The world becomes a hollow place whenever a valuable personality passes away. If a few weeks ago mathematician John Nash and his wife were killed in a car crash, today we found out that the American biochemist and Nobel laureate Irwin Rose has died at the age of 88.
The news was revealed by the University of California, Irvine (UCI), where Rose had been a researcher and had his life unfolding in the middle of the Chemistry realm, science that had always been Rose’s passion, trying to take it to a new level of discovery and enrich its branches of research and analysis.
2004 was the year that brought Rose a consistent reward for his lifetime achievement, being one of the Nobel Prize laureates in Chemistry, along with two other important names in the field, Aaron Ciechanover and Avram Hershko, members of the Israel Institute of Technology. The award was the natural compensation for a breakthrough achievement in Chemistry. Irwin Rose revealed a ground breaking study on enzymes that break down and dispose of unwanted proteins in plants and animals.
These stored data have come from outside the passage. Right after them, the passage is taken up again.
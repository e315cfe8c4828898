//! Wire serialization for inputs.
//!
//! Coinbase inputs share the outpoint layout with regular inputs: a
//! zero transaction id and an index of `u32::MAX` mark the coinbase,
//! and its unlocking parameters carry the block height followed by free
//! data. The enum variant is reconstructed from that marker on read.

use std::io::{self, Read};

use byteorder::{LittleEndian, ReadBytesExt, WriteBytesExt};

use crate::serialization::{SerializationError, ThunderboltDeserialize, ThunderboltSerialize};
use crate::{block, transaction};

use super::{CoinbaseData, Input, OutPoint};

impl ThunderboltSerialize for Input {
    fn thunderbolt_serialize<W: io::Write>(&self, mut writer: W) -> Result<(), io::Error> {
        match self {
            Input::PrevOut {
                outpoint,
                unlock_script,
            } => {
                outpoint.thunderbolt_serialize(&mut writer)?;
                unlock_script.thunderbolt_serialize(&mut writer)?;
            }
            Input::Coinbase { height, data } => {
                transaction::Hash::ZERO.thunderbolt_serialize(&mut writer)?;
                u32::MAX.thunderbolt_serialize(&mut writer)?;
                // Unlocking parameters: height, then free data, as one
                // length-prefixed blob.
                writer.write_u32::<LittleEndian>((8 + data.0.len()) as u32)?;
                writer.write_u64::<LittleEndian>(height.0)?;
                writer.write_all(&data.0)?;
            }
        }
        Ok(())
    }
}

impl ThunderboltDeserialize for Input {
    fn thunderbolt_deserialize<R: Read>(mut reader: R) -> Result<Self, SerializationError> {
        let outpoint = OutPoint::thunderbolt_deserialize(&mut reader)?;

        if outpoint.is_null() {
            let len = reader.read_u32::<LittleEndian>()? as usize;
            if len < 8 {
                return Err(SerializationError::Parse(
                    "coinbase unlocking parameters too short to hold a height",
                ));
            }
            if len > 8 + CoinbaseData::MAX_LEN {
                return Err(SerializationError::Parse(
                    "coinbase unlocking parameters too long",
                ));
            }
            let height = block::Height(reader.read_u64::<LittleEndian>()?);
            let mut data = vec![0u8; len - 8];
            reader.read_exact(&mut data)?;
            Ok(Input::Coinbase {
                height,
                data: CoinbaseData(data),
            })
        } else {
            Ok(Input::PrevOut {
                outpoint,
                unlock_script: super::Script::thunderbolt_deserialize(&mut reader)?,
            })
        }
    }
}

#[cfg(test)]
mod tests {
    use super::*;
    use crate::transparent::Script;
    use crate::ThunderboltDeserializeInto;

    #[test]
    fn coinbase_input_roundtrip() {
        let input = Input::Coinbase {
            height: block::Height(17),
            data: CoinbaseData(b"free data".to_vec()),
        };

        let bytes = input.thunderbolt_serialize_to_vec().unwrap();
        let parsed: Input = bytes.as_slice().thunderbolt_deserialize_into().unwrap();

        assert_eq!(input, parsed);
    }

    #[test]
    fn prevout_input_roundtrip() {
        let input = Input::PrevOut {
            outpoint: OutPoint {
                tx_id: transaction::Hash([0xabu8; 32]),
                index: 3,
            },
            unlock_script: Script(vec![1, 2, 3, 4]),
        };

        let bytes = input.thunderbolt_serialize_to_vec().unwrap();
        let parsed: Input = bytes.as_slice().thunderbolt_deserialize_into().unwrap();

        assert_eq!(input, parsed);
    }

    #[test]
    fn oversized_coinbase_data_is_rejected() {
        let mut bytes = Vec::new();
        transaction::Hash::ZERO
            .thunderbolt_serialize(&mut bytes)
            .unwrap();
        u32::MAX.thunderbolt_serialize(&mut bytes).unwrap();
        let blob_len = (8 + CoinbaseData::MAX_LEN + 1) as u32;
        blob_len.thunderbolt_serialize(&mut bytes).unwrap();
        bytes.extend(std::iter::repeat(0u8).take(blob_len as usize));

        assert!(bytes
            .as_slice()
            .thunderbolt_deserialize_into::<Input>()
            .is_err());
    }
}
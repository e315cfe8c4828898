//! Inventory items for the peer-to-peer protocol.

use std::io::{Read, Write};

use thunderbolt_chain::{
    block,
    serialization::{SerializationError, ThunderboltDeserialize, ThunderboltSerialize},
    transaction,
};

/// An inventory hash which refers to some advertised or requested data.
///
/// The protocol calls this an "inventory vector" but it is just a typed
/// hash, not a container, so we do not use that term to avoid confusion
/// with `Vec<T>`.
#[derive(Copy, Clone, Debug, Eq, PartialEq, Hash)]
pub enum InventoryHash {
    /// A hash of a transaction.
    Tx(transaction::Hash),
    /// A hash of a block.
    Block(block::Hash),
}

impl From<transaction::Hash> for InventoryHash {
    fn from(tx: transaction::Hash) -> InventoryHash {
        InventoryHash::Tx(tx)
    }
}

impl From<block::Hash> for InventoryHash {
    fn from(hash: block::Hash) -> InventoryHash {
        InventoryHash::Block(hash)
    }
}

impl ThunderboltSerialize for InventoryHash {
    fn thunderbolt_serialize<W: Write>(&self, mut writer: W) -> Result<(), std::io::Error> {
        let (code, bytes) = match *self {
            InventoryHash::Tx(hash) => (1u32, hash.0),
            InventoryHash::Block(hash) => (2u32, hash.0),
        };
        code.thunderbolt_serialize(&mut writer)?;
        bytes.thunderbolt_serialize(&mut writer)?;
        Ok(())
    }
}

impl ThunderboltDeserialize for InventoryHash {
    fn thunderbolt_deserialize<R: Read>(mut reader: R) -> Result<Self, SerializationError> {
        let code = u32::thunderbolt_deserialize(&mut reader)?;
        let bytes = <[u8; 32]>::thunderbolt_deserialize(&mut reader)?;
        match code {
            1 => Ok(InventoryHash::Tx(transaction::Hash(bytes))),
            2 => Ok(InventoryHash::Block(block::Hash(bytes))),
            _ => Err(SerializationError::Parse("invalid inventory code")),
        }
    }
}

#[cfg(test)]
mod tests {
    use super::*;
    use thunderbolt_chain::ThunderboltDeserializeInto;

    #[test]
    fn inventory_roundtrip() {
        for item in &[
            InventoryHash::Tx(transaction::Hash([1u8; 32])),
            InventoryHash::Block(block::Hash([2u8; 32])),
        ] {
            let bytes = item.thunderbolt_serialize_to_vec().unwrap();
            let parsed: InventoryHash = bytes.as_slice().thunderbolt_deserialize_into().unwrap();
            assert_eq!(*item, parsed);
        }
    }

    #[test]
    fn unknown_inventory_code_is_rejected() {
        let mut bytes = Vec::new();
        3u32.thunderbolt_serialize(&mut bytes).unwrap();
        [0u8; 32].thunderbolt_serialize(&mut bytes).unwrap();
        assert!(bytes
            .as_slice()
            .thunderbolt_deserialize_into::<InventoryHash>()
            .is_err());
    }
}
His research was the first step in helping scientists understand molecular activities in cancer and other diseases, which are a threat for the human race and still represent a challenge of modern medicine and chemistry.
Rose worked with priceless values, his character being defined by fundamental curiosity related to the biological and chemical processes that make up the foundation for life, as fond colleagues from the university stated in recent press declarations.
Rose earned a doctoral degree at University of Chicago in 1952 and spend most of his career years at the Fox Chase Cancer Center in Philadelphia, working as a research scientist. And a very prolific one, as his achievements reveal. A lifetime passion was translated in spectacular breakthroughs in an area that is based on abstraction and nuances, thus needs dedication and passion to push its boundaries farther. Rose managed to do that and deserves worldwide respect and consideration, along with permanent recognition for an achievement that still helps scientists discover secrets well kept by chemical formulas, biological processes, evolution and constant alterations.
He was a leader of thought and an innovative thinker, as he became fascinated with the problem of protein disposal early in the 1950’s, when very few biochemists shared his enthusiasm. Back in the days, scientific inquiry was focused on the way things were created, with cells reading the blueprints encoded in DNA and using the information to manufacture proteins. He came up with an opposite perspective over the matter, focusing his research efforts on the question of how proteins were being destroyed.
The world mourns over the loss of such a valuable character and remains hopeful that great minds still exist, to celebrate and wisely use all the innovative findings predecessors leave behind.